So, as I mentioned in my last post, some crazy person sent in a “credible threat” to schools in my area, threatening to behead elementary school children. As a result, my anxiety and agoraphobia have started to spiral out of control. Yesterday, I spent the entire day locked in my house with my two year old and my four year old instead of sending them to school. Anyone who has done that before knows that it’s not good for one’s sanity. I was so scared that I didn’t even open a window.
Today, I had to leave the house to go to my weekly therapy session. It wasn’t until mid-morning and we get up early around here, plus we were running out of staples like bread, milk, juice, and junk food, so I figured the girls and I would run to Target in the morning before I dropped them at my mom’s house and went to therapy. Only….while showering, I started picturing all of the horrible things that could happen if I took my girls out in public. Mass shootings. Hostage situations. So, we just went to my mother’s and I went to therapy. While there, we discussed my big anxieties and decided to move to Plan B (as we’ve been calling it). So, next week I will start EMDR again. Honestly, it freaks me out. I’ve done it exactly once and started out thinking it was silly. My therapist waving her fingers in front of my face, having me think about things that bother me. But, then, something actually happened. My mind equated the powerlessness of the psychiatric ward with an earlier trauma. It was painful and hard, but it actually did move me toward not feeling as trapped by my diagnosis and my time in the hospital. But, now I need to do it again, and I am worried about what else it will bring up for me. Either way, the idea is that while I’m home with the girls, I should try taking small steps to leave the house, so none of us are trapped here.

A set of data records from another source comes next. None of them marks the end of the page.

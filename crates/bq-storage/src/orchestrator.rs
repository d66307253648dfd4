//! Batch file orchestrator.
//!
//! Decides which file the single writer appends to (reuse vs. rotate) and
//! which file the uploader may read next, and enforces the age threshold and
//! disk budget through eviction.
//!
//! The writer-side and reader-side recency checks use thresholds offset ±5%
//! from the nominal window: the writer stops considering a file fresh
//! slightly before the reader starts considering it idle, so the two never
//! contend over the same file without any locking.

use std::collections::HashSet;
use std::fs;
use std::path::{Path, PathBuf};
use std::sync::Arc;

use bq_common::Clock;
use tracing::{debug, error, warn};

use crate::config::FilePersistenceConfig;
use crate::error::StorageError;
use crate::file;

/// Writer-side recency factor (fresh slightly shorter than nominal).
const DECREASE_PERCENT: f64 = 0.95;

/// Reader-side recency factor (idle slightly longer than nominal).
const INCREASE_PERCENT: f64 = 1.05;

/// The single-slot cache of the file the writer last appended to.
///
/// The item count only lives in memory; it is trusted only while this
/// handle still points at the newest file on disk.
#[derive(Debug, Clone)]
struct CurrentFile {
    path: PathBuf,
    item_count: u64,
}

/// Orchestrates batch files under one root directory.
pub struct BatchFileOrchestrator {
    root_dir: PathBuf,
    config: FilePersistenceConfig,
    clock: Arc<dyn Clock>,
    recent_read_delay_ms: u64,
    recent_write_delay_ms: u64,
    current: Option<CurrentFile>,
    last_cleanup_ms: u64,
}

impl BatchFileOrchestrator {
    /// Create an orchestrator for `root_dir`. The directory is created
    /// lazily on the first write.
    pub fn new(root_dir: PathBuf, config: FilePersistenceConfig, clock: Arc<dyn Clock>) -> Self {
        let recent_read_delay_ms = (config.recent_delay_ms as f64 * INCREASE_PERCENT).round() as u64;
        let recent_write_delay_ms =
            (config.recent_delay_ms as f64 * DECREASE_PERCENT).round() as u64;
        BatchFileOrchestrator {
            root_dir,
            config,
            clock,
            recent_read_delay_ms,
            recent_write_delay_ms,
            current: None,
            last_cleanup_ms: 0,
        }
    }

    /// Root directory of this orchestrator.
    pub fn root_dir(&self) -> &Path {
        &self.root_dir
    }

    /// Path of the metadata sidecar for `batch`.
    pub fn metadata_path(&self, batch: &Path) -> PathBuf {
        file::metadata_path(&self.root_dir, batch)
    }

    /// Bytes written between two items of the same batch.
    pub fn config_separator(&self) -> &[u8] {
        &self.config.item_separator
    }

    /// Return the file the writer should append `item_size` bytes to next.
    ///
    /// Reuses the newest file while it is still known to this writer, fresh
    /// per the write window, within the size limit, and within the item
    /// budget; otherwise rotates to a new timestamp-named file.
    pub fn get_writable_file(&mut self, item_size: u64) -> Result<PathBuf, StorageError> {
        if item_size > self.config.max_item_size_bytes {
            return Err(StorageError::ItemTooLarge {
                size: item_size,
                max: self.config.max_item_size_bytes,
            });
        }

        self.ensure_root()?;

        let now = self.clock.now_ms();
        if now.saturating_sub(self.last_cleanup_ms) > self.config.cleanup_frequency_ms {
            let files = self.delete_obsolete_files(file::list_batch_files(&self.root_dir));
            self.free_space_if_needed(&files);
            self.last_cleanup_ms = now;
        }

        if let Some(path) = self.reusable_writable_file(item_size) {
            return Ok(path);
        }
        self.create_new_file()
    }

    /// Return the oldest batch file that is idle enough to upload and not in
    /// `exclude`, evicting obsolete files along the way.
    pub fn get_readable_file(&mut self, exclude: &HashSet<String>) -> Option<PathBuf> {
        if !self.root_dir.is_dir() {
            return None;
        }

        let files = self.delete_obsolete_files(file::list_batch_files(&self.root_dir));
        self.last_cleanup_ms = self.clock.now_ms();

        files.into_iter().find(|path| {
            let name = path.file_name().and_then(|n| n.to_str()).unwrap_or("");
            !exclude.contains(name) && !self.is_recent(path, self.recent_read_delay_ms)
        })
    }

    /// All batch files, oldest first, regardless of recency. Used by the
    /// shutdown flush path, which runs when no further writes are expected.
    pub fn get_flushable_files(&self) -> Vec<PathBuf> {
        file::list_batch_files(&self.root_dir)
    }

    /// Forget the cached current-file slot.
    ///
    /// Called after a consent migration moved the directory out from under
    /// this orchestrator; the next write then starts a fresh file instead of
    /// trusting a stale item count.
    pub fn reset_current_file(&mut self) {
        self.current = None;
    }

    fn ensure_root(&self) -> Result<(), StorageError> {
        if self.root_dir.is_dir() {
            if fs::metadata(&self.root_dir)?.permissions().readonly() {
                error!("batch root is not writable: {}", self.root_dir.display());
                return Err(StorageError::InvalidRoot(self.root_dir.clone()));
            }
            return Ok(());
        }
        if self.root_dir.exists() {
            error!(
                "batch root exists but is not a directory: {}",
                self.root_dir.display()
            );
            return Err(StorageError::InvalidRoot(self.root_dir.clone()));
        }
        fs::create_dir_all(&self.root_dir)?;
        Ok(())
    }

    fn reusable_writable_file(&mut self, item_size: u64) -> Option<PathBuf> {
        let files = file::list_batch_files(&self.root_dir);
        let last_file = files.last()?.clone();

        let current = self.current.as_ref()?;
        if current.path != last_file || !last_file.exists() {
            // The newest file is not the one this writer last touched:
            // first write of a session, a foreign file, or our file was
            // deleted. The item count is untrustworthy, so rotate.
            return None;
        }

        let is_recent_enough = self.is_recent(&last_file, self.recent_write_delay_ms);
        let has_room = file::file_size(&last_file) + item_size < self.config.max_batch_size_bytes;
        let has_slot = current.item_count < self.config.max_items_per_batch;

        if is_recent_enough && has_room && has_slot {
            if let Some(current) = self.current.as_mut() {
                current.item_count += 1;
            }
            Some(last_file)
        } else {
            None
        }
    }

    fn create_new_file(&mut self) -> Result<PathBuf, StorageError> {
        let mut ts = self.clock.now_ms();
        let mut path = self.root_dir.join(ts.to_string());
        // Two rotations within the same millisecond would collide.
        while path.exists() {
            ts += 1;
            path = self.root_dir.join(ts.to_string());
        }
        fs::File::create(&path)?;
        debug!("rotated to new batch file {}", path.display());
        self.current = Some(CurrentFile {
            path: path.clone(),
            item_count: 1,
        });
        Ok(path)
    }

    fn is_recent(&self, path: &Path, delay_ms: u64) -> bool {
        let name = path.file_name().and_then(|n| n.to_str()).unwrap_or("");
        let file_ts = file::parse_batch_timestamp(name).unwrap_or(0);
        let now = self.clock.now_ms();
        file_ts >= now.saturating_sub(delay_ms)
    }

    /// Delete batches older than the age threshold; returns the survivors.
    fn delete_obsolete_files(&self, files: Vec<PathBuf>) -> Vec<PathBuf> {
        let threshold = self
            .clock
            .now_ms()
            .saturating_sub(self.config.old_file_threshold_ms);

        files
            .into_iter()
            .filter(|path| {
                let name = path.file_name().and_then(|n| n.to_str()).unwrap_or("");
                let file_ts = file::parse_batch_timestamp(name).unwrap_or(0);
                if file_ts < threshold {
                    debug!("evicting obsolete batch file {}", path.display());
                    // An undeleted file is retried on the next pass.
                    file::delete_batch(&self.root_dir, path);
                    false
                } else {
                    true
                }
            })
            .collect()
    }

    /// Delete oldest batches until total size fits the disk budget.
    fn free_space_if_needed(&self, files: &[PathBuf]) {
        let size_on_disk: u64 = files.iter().map(|p| file::file_size(p)).sum();
        let max_disk_space = self.config.max_disk_space_bytes;
        if size_on_disk <= max_disk_space {
            return;
        }

        let mut to_free = size_on_disk - max_disk_space;
        error!(
            "batch store over disk budget ({}/{} bytes): freeing {} bytes",
            size_on_disk, max_disk_space, to_free
        );
        for path in files {
            if to_free == 0 {
                break;
            }
            let size = file::file_size(path);
            if file::delete_batch(&self.root_dir, path) {
                to_free = to_free.saturating_sub(size);
            } else {
                warn!("could not purge {} for disk budget", path.display());
            }
        }
    }
}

After therapy, I brought them to the supermarket. I was so anxious and terrified. I imagined every person we passed as a threat. Well, except the little old lady who couldn’t reach the canned tomatoes. After we checked out, I practically ran to my car, loaded the girls and the bags of groceries, and slammed the lock button. By the time we got home, I needed to run to the bathroom and throw up before I could put away the groceries.
I can not wait for a time when I can grocery shop, or go to the library, or the playground, or my kids’ school, without these kinds of reactions.